[Stored items from a collection]
#[cfg(test)]
mod tests {
    use super::*;
    use crate::config::CheckoutConfig;
    use crate::events::InMemoryEventSink;
    use crate::gateway::InMemoryPaymentGateway;
    use crate::workflow::{OrderWorkflow, PlaceOrder};
    use chrono::Utc;
    use common::CustomerId;
    use domain::{Cart, CartOwner, FixedClock, Money, Order, OrderStatus, ProductSnapshot};
    use store::{CartStore, InventoryStore, MemoryStore, OrderStore, PaymentStore};

    struct Fixture {
        payments: PaymentsService<MemoryStore, InMemoryPaymentGateway>,
        workflow: OrderWorkflow<MemoryStore, InMemoryPaymentGateway>,
        store: MemoryStore,
        gateway: InMemoryPaymentGateway,
        sink: Arc<InMemoryEventSink>,
        clock: Arc<FixedClock>,
    }

    async fn setup() -> Fixture {
        let store = MemoryStore::new();
        let gateway = InMemoryPaymentGateway::new();
        let sink = Arc::new(InMemoryEventSink::new());
        let clock = Arc::new(FixedClock::at(Utc::now()));
        let payments = PaymentsService::new(
            store.clone(),
            gateway.clone(),
            clock.clone(),
            sink.clone(),
        );
        let workflow = OrderWorkflow::new(
            store.clone(),
            gateway.clone(),
            CheckoutConfig::default(),
            clock.clone(),
            sink.clone(),
        );
        Fixture {
            payments,
            workflow,
            store,
            gateway,
            sink,
            clock,
        }
    }

    async fn place_test_order(fx: &Fixture) -> (Order, ProductSnapshot) {
        let product = ProductSnapshot::new(
            ProductId::new(),
            "kind-of-blue",
            "Kind of Blue",
            "Miles Davis",
            "LP",
            None,
            Money::from_cents(1000),
            None,
        )
        .unwrap();
        fx.store.seed_album(product.clone(), 5).await;

        let owner = CartOwner::Customer(CustomerId::new());
        let now = fx.clock.now();
        let mut cart = match &owner {
            CartOwner::Customer(id) => Cart::for_customer(*id, now),
            CartOwner::Guest(session) => Cart::for_guest(session.clone(), now),
        };
        cart.add_item(&product, 2, now).unwrap();
        fx.store.save_cart(&cart).await.unwrap();

        let order = fx
            .workflow
            .place_order(
                &owner,
                PlaceOrder {
                    shipping_address: serde_json::json!({"line1": "1 Main St"}),
                    billing_address: None,
                    shipping_method: "pickup".to_string(),
                    customer_notes: None,
                },
            )
            .await
            .unwrap();
        (order, product)
    }

    fn succeeded() -> PaymentOutcome {
        PaymentOutcome::Succeeded {
            card_brand: Some("visa".to_string()),
            card_last4: Some("4242".to_string()),
        }
    }

    #[tokio::test]
    async fn test_create_intent_for_pending_order() {
        let fx = setup().await;
        let (order, _) = place_test_order(&fx).await;

        let response = fx.payments.create_intent(order.id()).await.unwrap();
        assert!(response.payment_intent_id.starts_with("pi_"));
        assert!(response.client_secret.contains("secret"));
        assert_eq!(fx.gateway.intent_count(), 1);

        let payment = fx
            .store
            .payment_by_intent(&response.payment_intent_id)
            .await
            .unwrap()
            .unwrap();
        assert_eq!(payment.status(), PaymentStatus::Pending);
        assert_eq!(payment.amount(), order.total());
    }

    #[tokio::test]
    async fn test_create_intent_requires_pending_order() {
        let fx = setup().await;
        let (order, _) = place_test_order(&fx).await;
        fx.workflow.cancel_order(order.id()).await.unwrap();

        let err = fx.payments.create_intent(order.id()).await.unwrap_err();
        assert!(matches!(err, CheckoutError::PaymentNotAllowed(_)));
    }

    #[tokio::test]
    async fn test_gateway_failure_leaves_no_payment_record() {
        let fx = setup().await;
        let (order, product) = place_test_order(&fx).await;
        fx.gateway.set_fail_on_create(true);

        let err = fx.payments.create_intent(order.id()).await.unwrap_err();
        assert!(matches!(err, CheckoutError::Gateway(_)));

        // No payment row and, critically, the reservation persists.
        assert!(fx
            .store
            .payments_for_order(order.id())
            .await
            .unwrap()
            .is_empty());
        let level = fx.store.inventory(product.id).await.unwrap().unwrap();
        assert_eq!(level.reserved(), 2);
    }

    #[tokio::test]
    async fn test_confirm_success_advances_order() {
        let fx = setup().await;
        let (order, _) = place_test_order(&fx).await;
        let intent = fx.payments.create_intent(order.id()).await.unwrap();

        let payment = fx
            .payments
            .confirm(&intent.payment_intent_id, succeeded())
            .await
            .unwrap();

        assert_eq!(payment.status(), PaymentStatus::Succeeded);
        assert_eq!(payment.card_last4(), Some("4242"));
        assert!(payment.paid_at().is_some());

        let order = fx.store.order(order.id()).await.unwrap().unwrap();
        assert_eq!(order.status(), OrderStatus::Processing);
    }

    #[tokio::test]
    async fn test_confirm_is_idempotent() {
        let fx = setup().await;
        let (order, product) = place_test_order(&fx).await;
        let intent = fx.payments.create_intent(order.id()).await.unwrap();

        fx.payments
            .confirm(&intent.payment_intent_id, succeeded())
            .await
            .unwrap();
        let second = fx
            .payments
            .confirm(&intent.payment_intent_id, succeeded())
            .await
            .unwrap();

        // Second callback is a no-op, not an error.
        assert_eq!(second.status(), PaymentStatus::Succeeded);
        let order = fx.store.order(order.id()).await.unwrap().unwrap();
        assert_eq!(order.status(), OrderStatus::Processing);

        // A late contradictory callback is ignored too.
        let ignored = fx
            .payments
            .confirm(
                &intent.payment_intent_id,
                PaymentOutcome::Failed { reason: None },
            )
            .await
            .unwrap();
        assert_eq!(ignored.status(), PaymentStatus::Succeeded);
        let level = fx.store.inventory(product.id).await.unwrap().unwrap();
        assert_eq!(level.reserved(), 2);
    }

    #[tokio::test]
    async fn test_confirmed_failure_releases_reservations() {
        let fx = setup().await;
        let (order, product) = place_test_order(&fx).await;
        let intent = fx.payments.create_intent(order.id()).await.unwrap();

        let payment = fx
            .payments
            .confirm(
                &intent.payment_intent_id,
                PaymentOutcome::Failed {
                    reason: Some("card_declined".to_string()),
                },
            )
            .await
            .unwrap();

        assert_eq!(payment.status(), PaymentStatus::Failed);
        assert_eq!(payment.failure_reason(), Some("card_declined"));

        // The compensating transaction: held stock is released, the
        // order stays pending for a retry.
        let level = fx.store.inventory(product.id).await.unwrap().unwrap();
        assert_eq!(level.reserved(), 0);
        let order = fx.store.order(order.id()).await.unwrap().unwrap();
        assert_eq!(order.status(), OrderStatus::Pending);

        assert!(matches!(
            fx.sink.events().last(),
            Some(OrderEvent::PaymentFailed { .. })
        ));
    }

    #[tokio::test]
    async fn test_repeated_failure_does_not_double_release() {
        let fx = setup().await;
        let (_order, product) = place_test_order(&fx).await;
        let intent = fx.payments.create_intent(_order.id()).await.unwrap();

        // Reserve a second batch so a double release would be visible.
        fx.store.try_reserve(product.id, 1).await.unwrap();

        fx.payments
            .confirm(
                &intent.payment_intent_id,
                PaymentOutcome::Failed { reason: None },
            )
            .await
            .unwrap();
        fx.payments
            .confirm(
                &intent.payment_intent_id,
                PaymentOutcome::Failed { reason: None },
            )
            .await
            .unwrap();

        let level = fx.store.inventory(product.id).await.unwrap().unwrap();
        // Only the order's own two units were released, exactly once.
        assert_eq!(level.reserved(), 1);
    }

    #[tokio::test]
    async fn test_retry_after_failure_creates_new_intent() {
        let fx = setup().await;
        let (order, _) = place_test_order(&fx).await;
        let first = fx.payments.create_intent(order.id()).await.unwrap();
        fx.payments
            .confirm(
                &first.payment_intent_id,
                PaymentOutcome::Failed { reason: None },
            )
            .await
            .unwrap();

        let second = fx.payments.create_intent(order.id()).await.unwrap();
        assert_ne!(first.payment_intent_id, second.payment_intent_id);
        assert_eq!(
            fx.store
                .payments_for_order(order.id())
                .await
                .unwrap()
                .len(),
            2
        );
    }

    #[tokio::test]
    async fn test_refund_requires_captured_payment() {
        let fx = setup().await;
        let (order, _) = place_test_order(&fx).await;
        let intent = fx.payments.create_intent(order.id()).await.unwrap();
        let payment = fx
            .store
            .payment_by_intent(&intent.payment_intent_id)
            .await
            .unwrap()
            .unwrap();

        let err = fx.payments.refund(payment.id()).await.unwrap_err();
        assert!(matches!(
            err,
            CheckoutError::Payment(PaymentError::InvalidStateTransition { .. })
        ));
    }

    #[tokio::test]
    async fn test_refund_moves_order_to_refunded() {
        let fx = setup().await;
        let (order, product) = place_test_order(&fx).await;
        let intent = fx.payments.create_intent(order.id()).await.unwrap();
        let payment = fx
            .payments
            .confirm(&intent.payment_intent_id, succeeded())
            .await
            .unwrap();

        let refunded = fx.payments.refund(payment.id()).await.unwrap();
        assert_eq!(refunded.status(), PaymentStatus::Refunded);
        assert_eq!(fx.gateway.refund_count(), 1);

        let order = fx.store.order(order.id()).await.unwrap().unwrap();
        assert_eq!(order.status(), OrderStatus::Refunded);

        // The processing order still held its reservation; it was
        // released with the refund.
        let level = fx.store.inventory(product.id).await.unwrap().unwrap();
        assert_eq!(level.reserved(), 0);
    }

    #[tokio::test]
    async fn test_confirm_unknown_intent() {
        let fx = setup().await;
        let result = fx.payments.confirm("pi_9999", succeeded()).await;
        assert!(matches!(result, Err(CheckoutError::PaymentNotFound(_))));
    }
}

What the exercise asks>
Print, from the entries above, the line with "let now = fx.clock.now();", the line with "cart.add_item(&product, 2, now).unwrap();" and all lines between them, exactly and with nothing else.

Expected output>
        let now = fx.clock.now();
        let mut cart = match &owner {
            CartOwner::Customer(id) => Cart::for_customer(*id, now),
            CartOwner::Guest(session) => Cart::for_guest(session.clone(), now),
        };
        cart.add_item(&product, 2, now).unwrap();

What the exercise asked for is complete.